---- Source material
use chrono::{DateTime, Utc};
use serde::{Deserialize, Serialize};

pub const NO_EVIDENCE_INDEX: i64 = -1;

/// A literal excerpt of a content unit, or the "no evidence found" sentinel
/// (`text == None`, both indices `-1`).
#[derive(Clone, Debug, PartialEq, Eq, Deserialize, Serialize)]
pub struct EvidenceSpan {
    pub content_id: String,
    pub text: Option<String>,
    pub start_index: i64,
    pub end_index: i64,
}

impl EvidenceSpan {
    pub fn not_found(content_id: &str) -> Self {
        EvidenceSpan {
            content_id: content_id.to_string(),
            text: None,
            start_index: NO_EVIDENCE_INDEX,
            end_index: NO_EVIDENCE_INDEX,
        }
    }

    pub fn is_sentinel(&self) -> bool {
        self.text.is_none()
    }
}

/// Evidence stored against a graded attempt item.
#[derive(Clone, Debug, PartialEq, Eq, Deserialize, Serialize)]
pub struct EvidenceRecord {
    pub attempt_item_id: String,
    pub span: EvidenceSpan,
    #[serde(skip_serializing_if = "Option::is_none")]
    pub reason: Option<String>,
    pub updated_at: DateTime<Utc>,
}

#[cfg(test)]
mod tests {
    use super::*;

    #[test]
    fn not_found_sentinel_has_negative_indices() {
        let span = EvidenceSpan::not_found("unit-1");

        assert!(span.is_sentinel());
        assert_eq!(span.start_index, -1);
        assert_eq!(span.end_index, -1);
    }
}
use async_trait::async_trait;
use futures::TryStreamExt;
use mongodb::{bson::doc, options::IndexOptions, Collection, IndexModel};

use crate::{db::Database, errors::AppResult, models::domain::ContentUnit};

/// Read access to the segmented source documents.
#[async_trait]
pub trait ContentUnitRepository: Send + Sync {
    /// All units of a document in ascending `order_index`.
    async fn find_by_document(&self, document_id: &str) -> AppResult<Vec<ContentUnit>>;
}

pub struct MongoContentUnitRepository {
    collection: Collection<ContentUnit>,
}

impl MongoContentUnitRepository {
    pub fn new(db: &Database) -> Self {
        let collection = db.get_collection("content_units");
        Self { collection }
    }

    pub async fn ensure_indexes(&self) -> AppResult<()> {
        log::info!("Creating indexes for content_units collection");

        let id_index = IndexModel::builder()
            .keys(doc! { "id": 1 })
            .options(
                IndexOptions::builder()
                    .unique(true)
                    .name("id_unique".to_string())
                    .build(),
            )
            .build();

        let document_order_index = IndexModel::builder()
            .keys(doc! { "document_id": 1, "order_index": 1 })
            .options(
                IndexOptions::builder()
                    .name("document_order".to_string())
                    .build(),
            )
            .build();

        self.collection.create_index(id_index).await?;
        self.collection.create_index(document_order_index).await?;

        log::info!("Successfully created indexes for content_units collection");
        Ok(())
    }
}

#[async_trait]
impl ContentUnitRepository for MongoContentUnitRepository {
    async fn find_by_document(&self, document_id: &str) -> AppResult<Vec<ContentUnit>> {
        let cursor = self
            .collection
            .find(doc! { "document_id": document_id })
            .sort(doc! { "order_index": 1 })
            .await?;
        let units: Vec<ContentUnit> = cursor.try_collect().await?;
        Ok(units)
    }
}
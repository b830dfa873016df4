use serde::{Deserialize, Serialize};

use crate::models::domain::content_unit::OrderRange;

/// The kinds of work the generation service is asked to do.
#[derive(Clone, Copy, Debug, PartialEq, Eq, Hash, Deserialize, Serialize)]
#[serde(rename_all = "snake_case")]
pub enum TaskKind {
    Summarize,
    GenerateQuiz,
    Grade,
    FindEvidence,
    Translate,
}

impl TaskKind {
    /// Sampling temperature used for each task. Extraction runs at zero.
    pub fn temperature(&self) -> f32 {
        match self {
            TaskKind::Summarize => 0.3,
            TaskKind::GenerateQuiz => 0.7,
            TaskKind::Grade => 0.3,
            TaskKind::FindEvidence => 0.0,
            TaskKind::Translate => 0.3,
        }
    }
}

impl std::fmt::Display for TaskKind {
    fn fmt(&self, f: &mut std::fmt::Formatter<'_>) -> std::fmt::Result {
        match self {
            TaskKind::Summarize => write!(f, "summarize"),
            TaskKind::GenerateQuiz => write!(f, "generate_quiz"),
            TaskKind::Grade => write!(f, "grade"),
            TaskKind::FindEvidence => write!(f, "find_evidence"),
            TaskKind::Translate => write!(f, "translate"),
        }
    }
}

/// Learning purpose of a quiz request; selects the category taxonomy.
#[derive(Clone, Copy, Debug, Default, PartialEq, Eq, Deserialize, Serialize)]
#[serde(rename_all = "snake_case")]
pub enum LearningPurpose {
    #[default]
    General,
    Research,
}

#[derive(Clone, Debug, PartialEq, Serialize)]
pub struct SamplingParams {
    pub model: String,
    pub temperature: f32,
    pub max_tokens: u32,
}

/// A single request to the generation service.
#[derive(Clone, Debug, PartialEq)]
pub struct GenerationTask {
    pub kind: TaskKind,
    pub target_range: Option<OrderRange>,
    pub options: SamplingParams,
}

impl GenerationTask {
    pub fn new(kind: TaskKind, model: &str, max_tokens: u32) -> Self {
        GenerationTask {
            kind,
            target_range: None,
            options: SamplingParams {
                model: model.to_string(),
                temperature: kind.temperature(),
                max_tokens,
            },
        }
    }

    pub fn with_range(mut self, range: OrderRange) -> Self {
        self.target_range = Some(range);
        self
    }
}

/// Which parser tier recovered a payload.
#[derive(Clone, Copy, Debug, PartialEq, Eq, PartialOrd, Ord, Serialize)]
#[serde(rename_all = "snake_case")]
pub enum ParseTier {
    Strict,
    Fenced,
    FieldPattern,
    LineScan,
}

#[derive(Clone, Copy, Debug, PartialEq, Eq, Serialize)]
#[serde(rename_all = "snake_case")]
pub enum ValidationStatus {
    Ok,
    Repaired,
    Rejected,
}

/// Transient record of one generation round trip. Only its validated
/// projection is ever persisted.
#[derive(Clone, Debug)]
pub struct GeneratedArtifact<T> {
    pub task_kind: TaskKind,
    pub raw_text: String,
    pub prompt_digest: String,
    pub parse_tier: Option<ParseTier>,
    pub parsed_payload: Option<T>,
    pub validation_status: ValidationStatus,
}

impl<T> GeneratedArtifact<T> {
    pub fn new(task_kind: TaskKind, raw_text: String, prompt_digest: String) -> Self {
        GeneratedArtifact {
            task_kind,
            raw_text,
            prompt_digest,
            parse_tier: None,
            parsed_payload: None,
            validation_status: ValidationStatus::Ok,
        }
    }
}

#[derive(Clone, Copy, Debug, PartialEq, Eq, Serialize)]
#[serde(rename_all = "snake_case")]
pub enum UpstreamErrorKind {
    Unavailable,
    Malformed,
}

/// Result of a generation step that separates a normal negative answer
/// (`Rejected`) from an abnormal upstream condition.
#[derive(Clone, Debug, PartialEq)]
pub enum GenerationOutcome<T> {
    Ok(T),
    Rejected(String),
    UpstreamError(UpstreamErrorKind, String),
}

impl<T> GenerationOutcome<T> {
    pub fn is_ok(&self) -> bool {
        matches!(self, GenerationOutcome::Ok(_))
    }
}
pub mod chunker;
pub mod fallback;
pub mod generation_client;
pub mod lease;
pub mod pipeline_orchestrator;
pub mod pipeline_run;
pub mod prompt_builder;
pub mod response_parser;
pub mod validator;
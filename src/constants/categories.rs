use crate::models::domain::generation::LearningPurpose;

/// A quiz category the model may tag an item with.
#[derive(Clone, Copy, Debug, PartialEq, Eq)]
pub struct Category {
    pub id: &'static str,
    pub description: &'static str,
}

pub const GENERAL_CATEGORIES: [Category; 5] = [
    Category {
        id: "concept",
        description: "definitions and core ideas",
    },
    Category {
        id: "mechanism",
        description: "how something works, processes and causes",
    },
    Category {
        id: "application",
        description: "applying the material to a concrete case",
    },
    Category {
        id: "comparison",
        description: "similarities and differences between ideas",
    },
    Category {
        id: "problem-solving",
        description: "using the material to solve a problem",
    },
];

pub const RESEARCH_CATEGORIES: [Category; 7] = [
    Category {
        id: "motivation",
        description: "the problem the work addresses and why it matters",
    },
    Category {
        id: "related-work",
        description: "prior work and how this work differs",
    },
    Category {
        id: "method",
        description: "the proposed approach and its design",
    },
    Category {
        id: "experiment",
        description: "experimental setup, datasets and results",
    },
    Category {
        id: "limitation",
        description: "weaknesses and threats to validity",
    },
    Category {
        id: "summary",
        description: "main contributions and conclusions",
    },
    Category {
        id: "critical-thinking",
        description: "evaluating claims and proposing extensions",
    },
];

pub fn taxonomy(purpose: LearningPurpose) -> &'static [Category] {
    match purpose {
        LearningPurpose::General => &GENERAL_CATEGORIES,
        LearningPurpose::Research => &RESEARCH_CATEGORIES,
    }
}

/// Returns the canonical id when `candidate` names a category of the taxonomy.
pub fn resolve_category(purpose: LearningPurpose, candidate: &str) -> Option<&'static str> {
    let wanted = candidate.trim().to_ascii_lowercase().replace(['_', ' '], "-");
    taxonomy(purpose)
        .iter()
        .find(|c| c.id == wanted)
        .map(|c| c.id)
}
--------
---- Source material
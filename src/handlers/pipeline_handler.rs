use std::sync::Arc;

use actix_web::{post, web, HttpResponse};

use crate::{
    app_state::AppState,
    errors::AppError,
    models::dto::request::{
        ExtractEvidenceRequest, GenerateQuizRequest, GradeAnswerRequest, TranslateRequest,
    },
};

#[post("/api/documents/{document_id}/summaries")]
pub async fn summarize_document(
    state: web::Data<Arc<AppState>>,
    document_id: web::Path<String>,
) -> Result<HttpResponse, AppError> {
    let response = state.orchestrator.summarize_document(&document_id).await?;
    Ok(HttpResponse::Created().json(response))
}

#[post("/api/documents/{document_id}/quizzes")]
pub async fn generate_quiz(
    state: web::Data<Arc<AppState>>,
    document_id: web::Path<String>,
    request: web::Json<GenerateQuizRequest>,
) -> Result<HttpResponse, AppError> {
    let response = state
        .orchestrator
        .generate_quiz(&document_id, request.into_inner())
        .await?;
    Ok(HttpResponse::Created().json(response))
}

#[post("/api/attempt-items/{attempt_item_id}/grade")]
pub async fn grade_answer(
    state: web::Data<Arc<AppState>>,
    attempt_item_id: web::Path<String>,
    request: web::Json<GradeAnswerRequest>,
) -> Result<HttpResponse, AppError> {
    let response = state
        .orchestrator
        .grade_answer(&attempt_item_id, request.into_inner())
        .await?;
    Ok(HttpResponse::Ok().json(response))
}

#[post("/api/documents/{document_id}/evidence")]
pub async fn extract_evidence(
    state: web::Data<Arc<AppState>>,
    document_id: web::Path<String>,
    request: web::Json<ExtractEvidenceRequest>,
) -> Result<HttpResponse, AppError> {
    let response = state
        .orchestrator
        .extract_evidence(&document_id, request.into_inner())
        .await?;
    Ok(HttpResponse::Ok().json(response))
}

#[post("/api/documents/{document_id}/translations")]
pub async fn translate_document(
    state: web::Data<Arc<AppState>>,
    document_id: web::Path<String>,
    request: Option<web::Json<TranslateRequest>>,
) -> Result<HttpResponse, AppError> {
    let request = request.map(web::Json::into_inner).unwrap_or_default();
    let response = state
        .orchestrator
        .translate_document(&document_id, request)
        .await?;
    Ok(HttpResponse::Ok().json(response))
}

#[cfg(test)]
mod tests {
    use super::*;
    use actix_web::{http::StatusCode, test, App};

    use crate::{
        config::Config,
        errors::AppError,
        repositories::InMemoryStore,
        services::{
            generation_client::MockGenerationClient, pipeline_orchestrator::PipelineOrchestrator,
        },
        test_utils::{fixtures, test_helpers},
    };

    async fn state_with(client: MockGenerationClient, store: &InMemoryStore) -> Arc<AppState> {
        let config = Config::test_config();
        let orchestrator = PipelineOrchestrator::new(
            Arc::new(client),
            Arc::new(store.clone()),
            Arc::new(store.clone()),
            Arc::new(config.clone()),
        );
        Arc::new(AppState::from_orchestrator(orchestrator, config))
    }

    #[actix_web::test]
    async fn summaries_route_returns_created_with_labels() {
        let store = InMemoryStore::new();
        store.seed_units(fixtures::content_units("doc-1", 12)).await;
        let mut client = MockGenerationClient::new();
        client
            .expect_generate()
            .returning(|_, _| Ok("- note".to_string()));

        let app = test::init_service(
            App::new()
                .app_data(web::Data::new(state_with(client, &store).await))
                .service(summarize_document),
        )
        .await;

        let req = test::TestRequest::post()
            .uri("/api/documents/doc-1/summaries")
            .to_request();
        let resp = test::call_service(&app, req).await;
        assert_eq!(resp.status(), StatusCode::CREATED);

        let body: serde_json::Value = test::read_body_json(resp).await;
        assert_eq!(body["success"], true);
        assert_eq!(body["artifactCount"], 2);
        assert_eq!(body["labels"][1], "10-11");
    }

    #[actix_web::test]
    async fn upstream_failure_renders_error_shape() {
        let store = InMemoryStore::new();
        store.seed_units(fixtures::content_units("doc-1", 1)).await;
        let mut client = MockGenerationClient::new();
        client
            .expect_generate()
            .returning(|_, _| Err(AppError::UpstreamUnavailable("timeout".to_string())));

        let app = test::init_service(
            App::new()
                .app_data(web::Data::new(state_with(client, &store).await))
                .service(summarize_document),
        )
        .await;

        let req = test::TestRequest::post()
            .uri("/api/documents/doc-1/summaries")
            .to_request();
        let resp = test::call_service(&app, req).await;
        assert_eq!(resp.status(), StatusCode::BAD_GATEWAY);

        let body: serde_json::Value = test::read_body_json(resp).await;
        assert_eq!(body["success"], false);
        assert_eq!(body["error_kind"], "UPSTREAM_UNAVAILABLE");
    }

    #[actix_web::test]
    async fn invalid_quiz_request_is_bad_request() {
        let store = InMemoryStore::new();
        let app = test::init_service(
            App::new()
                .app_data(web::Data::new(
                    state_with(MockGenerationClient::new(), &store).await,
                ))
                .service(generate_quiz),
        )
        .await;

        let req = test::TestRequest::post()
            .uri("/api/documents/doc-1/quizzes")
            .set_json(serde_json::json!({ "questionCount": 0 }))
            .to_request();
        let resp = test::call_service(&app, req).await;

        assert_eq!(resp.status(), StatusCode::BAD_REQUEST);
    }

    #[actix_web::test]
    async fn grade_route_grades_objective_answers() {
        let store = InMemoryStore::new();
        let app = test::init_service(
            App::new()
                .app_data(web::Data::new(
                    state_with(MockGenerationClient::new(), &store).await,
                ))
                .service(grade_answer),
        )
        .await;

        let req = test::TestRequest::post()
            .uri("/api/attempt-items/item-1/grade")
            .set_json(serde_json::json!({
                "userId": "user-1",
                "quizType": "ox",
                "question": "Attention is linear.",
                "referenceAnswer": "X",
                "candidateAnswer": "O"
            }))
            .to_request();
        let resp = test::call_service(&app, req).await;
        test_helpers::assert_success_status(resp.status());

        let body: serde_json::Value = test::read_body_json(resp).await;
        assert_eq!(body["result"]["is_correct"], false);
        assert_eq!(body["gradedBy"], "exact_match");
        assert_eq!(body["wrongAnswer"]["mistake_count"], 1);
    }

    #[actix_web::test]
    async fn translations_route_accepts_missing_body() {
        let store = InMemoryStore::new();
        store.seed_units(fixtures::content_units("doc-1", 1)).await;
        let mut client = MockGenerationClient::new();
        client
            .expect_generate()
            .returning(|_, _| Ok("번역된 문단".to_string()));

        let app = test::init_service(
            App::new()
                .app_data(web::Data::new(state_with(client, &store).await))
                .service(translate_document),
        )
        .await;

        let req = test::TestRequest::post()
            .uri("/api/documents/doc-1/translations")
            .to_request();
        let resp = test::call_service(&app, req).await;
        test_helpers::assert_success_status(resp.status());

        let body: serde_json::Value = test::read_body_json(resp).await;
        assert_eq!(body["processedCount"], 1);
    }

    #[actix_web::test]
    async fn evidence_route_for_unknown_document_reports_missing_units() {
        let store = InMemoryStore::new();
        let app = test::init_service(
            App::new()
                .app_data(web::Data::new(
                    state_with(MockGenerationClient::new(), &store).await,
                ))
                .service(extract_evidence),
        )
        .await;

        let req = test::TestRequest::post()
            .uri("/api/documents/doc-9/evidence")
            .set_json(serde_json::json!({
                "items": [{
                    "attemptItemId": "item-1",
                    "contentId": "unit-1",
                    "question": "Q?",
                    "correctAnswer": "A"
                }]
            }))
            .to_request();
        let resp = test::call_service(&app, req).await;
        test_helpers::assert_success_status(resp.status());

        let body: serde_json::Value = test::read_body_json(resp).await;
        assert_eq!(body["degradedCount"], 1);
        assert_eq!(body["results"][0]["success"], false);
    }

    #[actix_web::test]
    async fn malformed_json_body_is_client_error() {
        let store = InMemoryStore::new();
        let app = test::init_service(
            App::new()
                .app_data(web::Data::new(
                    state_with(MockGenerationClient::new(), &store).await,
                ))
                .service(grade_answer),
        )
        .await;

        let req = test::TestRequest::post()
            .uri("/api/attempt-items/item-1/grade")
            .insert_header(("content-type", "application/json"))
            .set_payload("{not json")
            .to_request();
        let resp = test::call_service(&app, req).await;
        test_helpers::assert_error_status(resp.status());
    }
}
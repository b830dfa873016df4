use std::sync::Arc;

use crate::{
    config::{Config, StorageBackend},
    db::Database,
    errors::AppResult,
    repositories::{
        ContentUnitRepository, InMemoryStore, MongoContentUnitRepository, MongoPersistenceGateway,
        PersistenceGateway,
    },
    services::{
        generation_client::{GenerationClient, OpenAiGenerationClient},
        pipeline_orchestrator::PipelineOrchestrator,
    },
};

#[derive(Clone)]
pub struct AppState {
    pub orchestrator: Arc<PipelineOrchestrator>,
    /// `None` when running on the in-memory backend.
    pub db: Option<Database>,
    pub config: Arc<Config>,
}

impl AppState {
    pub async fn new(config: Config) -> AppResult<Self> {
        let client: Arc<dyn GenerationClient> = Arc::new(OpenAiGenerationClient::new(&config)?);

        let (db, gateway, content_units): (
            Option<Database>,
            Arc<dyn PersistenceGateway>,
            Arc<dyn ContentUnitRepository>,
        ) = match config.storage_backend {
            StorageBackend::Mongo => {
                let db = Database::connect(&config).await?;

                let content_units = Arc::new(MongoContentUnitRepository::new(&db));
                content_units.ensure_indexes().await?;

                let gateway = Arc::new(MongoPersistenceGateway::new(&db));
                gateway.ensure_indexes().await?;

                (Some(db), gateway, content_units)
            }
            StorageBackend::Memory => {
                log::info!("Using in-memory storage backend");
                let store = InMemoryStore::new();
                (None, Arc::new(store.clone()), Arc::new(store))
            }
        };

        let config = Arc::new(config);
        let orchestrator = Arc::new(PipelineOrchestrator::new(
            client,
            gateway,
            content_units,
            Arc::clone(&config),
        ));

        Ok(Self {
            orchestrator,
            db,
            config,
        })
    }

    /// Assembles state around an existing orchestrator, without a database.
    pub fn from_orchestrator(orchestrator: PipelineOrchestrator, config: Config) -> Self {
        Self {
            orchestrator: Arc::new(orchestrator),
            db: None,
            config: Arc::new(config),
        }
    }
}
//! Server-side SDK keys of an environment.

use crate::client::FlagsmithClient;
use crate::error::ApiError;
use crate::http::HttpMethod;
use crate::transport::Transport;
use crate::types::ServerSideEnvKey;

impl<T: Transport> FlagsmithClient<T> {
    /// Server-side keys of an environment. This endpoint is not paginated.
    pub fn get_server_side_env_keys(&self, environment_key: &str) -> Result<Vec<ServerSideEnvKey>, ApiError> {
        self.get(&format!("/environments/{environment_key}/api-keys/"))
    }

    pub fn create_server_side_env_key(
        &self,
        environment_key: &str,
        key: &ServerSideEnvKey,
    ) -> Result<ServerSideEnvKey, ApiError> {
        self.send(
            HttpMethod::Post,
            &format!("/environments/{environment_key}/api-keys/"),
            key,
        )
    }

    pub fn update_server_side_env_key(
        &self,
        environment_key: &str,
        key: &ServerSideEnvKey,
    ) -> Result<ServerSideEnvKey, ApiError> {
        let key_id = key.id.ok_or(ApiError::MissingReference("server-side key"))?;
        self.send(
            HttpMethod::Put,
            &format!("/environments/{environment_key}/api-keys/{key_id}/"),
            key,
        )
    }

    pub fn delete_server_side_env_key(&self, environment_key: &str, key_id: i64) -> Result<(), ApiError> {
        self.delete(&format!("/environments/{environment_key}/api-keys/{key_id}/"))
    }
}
--------
---- Source material
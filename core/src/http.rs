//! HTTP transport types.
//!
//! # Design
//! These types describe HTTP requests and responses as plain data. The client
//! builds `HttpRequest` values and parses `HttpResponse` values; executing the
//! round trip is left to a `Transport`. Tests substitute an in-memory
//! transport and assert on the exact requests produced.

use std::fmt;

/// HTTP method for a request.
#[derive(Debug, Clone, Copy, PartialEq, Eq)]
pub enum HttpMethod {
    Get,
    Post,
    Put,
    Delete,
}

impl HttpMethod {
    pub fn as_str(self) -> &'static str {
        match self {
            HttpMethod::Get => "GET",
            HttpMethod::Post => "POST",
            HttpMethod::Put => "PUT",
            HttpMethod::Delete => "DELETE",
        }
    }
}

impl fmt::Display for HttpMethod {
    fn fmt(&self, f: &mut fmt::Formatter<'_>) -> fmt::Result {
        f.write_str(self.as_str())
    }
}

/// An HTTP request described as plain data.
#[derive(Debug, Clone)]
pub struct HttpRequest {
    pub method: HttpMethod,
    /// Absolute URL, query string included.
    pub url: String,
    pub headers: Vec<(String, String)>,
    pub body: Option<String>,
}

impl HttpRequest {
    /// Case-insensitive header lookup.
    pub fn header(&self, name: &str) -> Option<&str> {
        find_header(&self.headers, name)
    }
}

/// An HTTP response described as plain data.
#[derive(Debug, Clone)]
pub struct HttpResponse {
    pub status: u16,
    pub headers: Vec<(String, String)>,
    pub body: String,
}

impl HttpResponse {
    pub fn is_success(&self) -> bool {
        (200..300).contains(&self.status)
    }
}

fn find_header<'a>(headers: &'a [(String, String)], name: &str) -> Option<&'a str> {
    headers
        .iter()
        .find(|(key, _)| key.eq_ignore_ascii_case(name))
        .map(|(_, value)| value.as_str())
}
--------
Exercise ▸
"PipelineOrchestrator" is the word to look for; copy every line of the data that has it.

Exercise response ▸
            generation_client::MockGenerationClient, pipeline_orchestrator::PipelineOrchestrator,
        let orchestrator = PipelineOrchestrator::new(
        pipeline_orchestrator::PipelineOrchestrator,
    pub orchestrator: Arc<PipelineOrchestrator>,
        let orchestrator = Arc::new(PipelineOrchestrator::new(
    pub fn from_orchestrator(orchestrator: PipelineOrchestrator, config: Config) -> Self {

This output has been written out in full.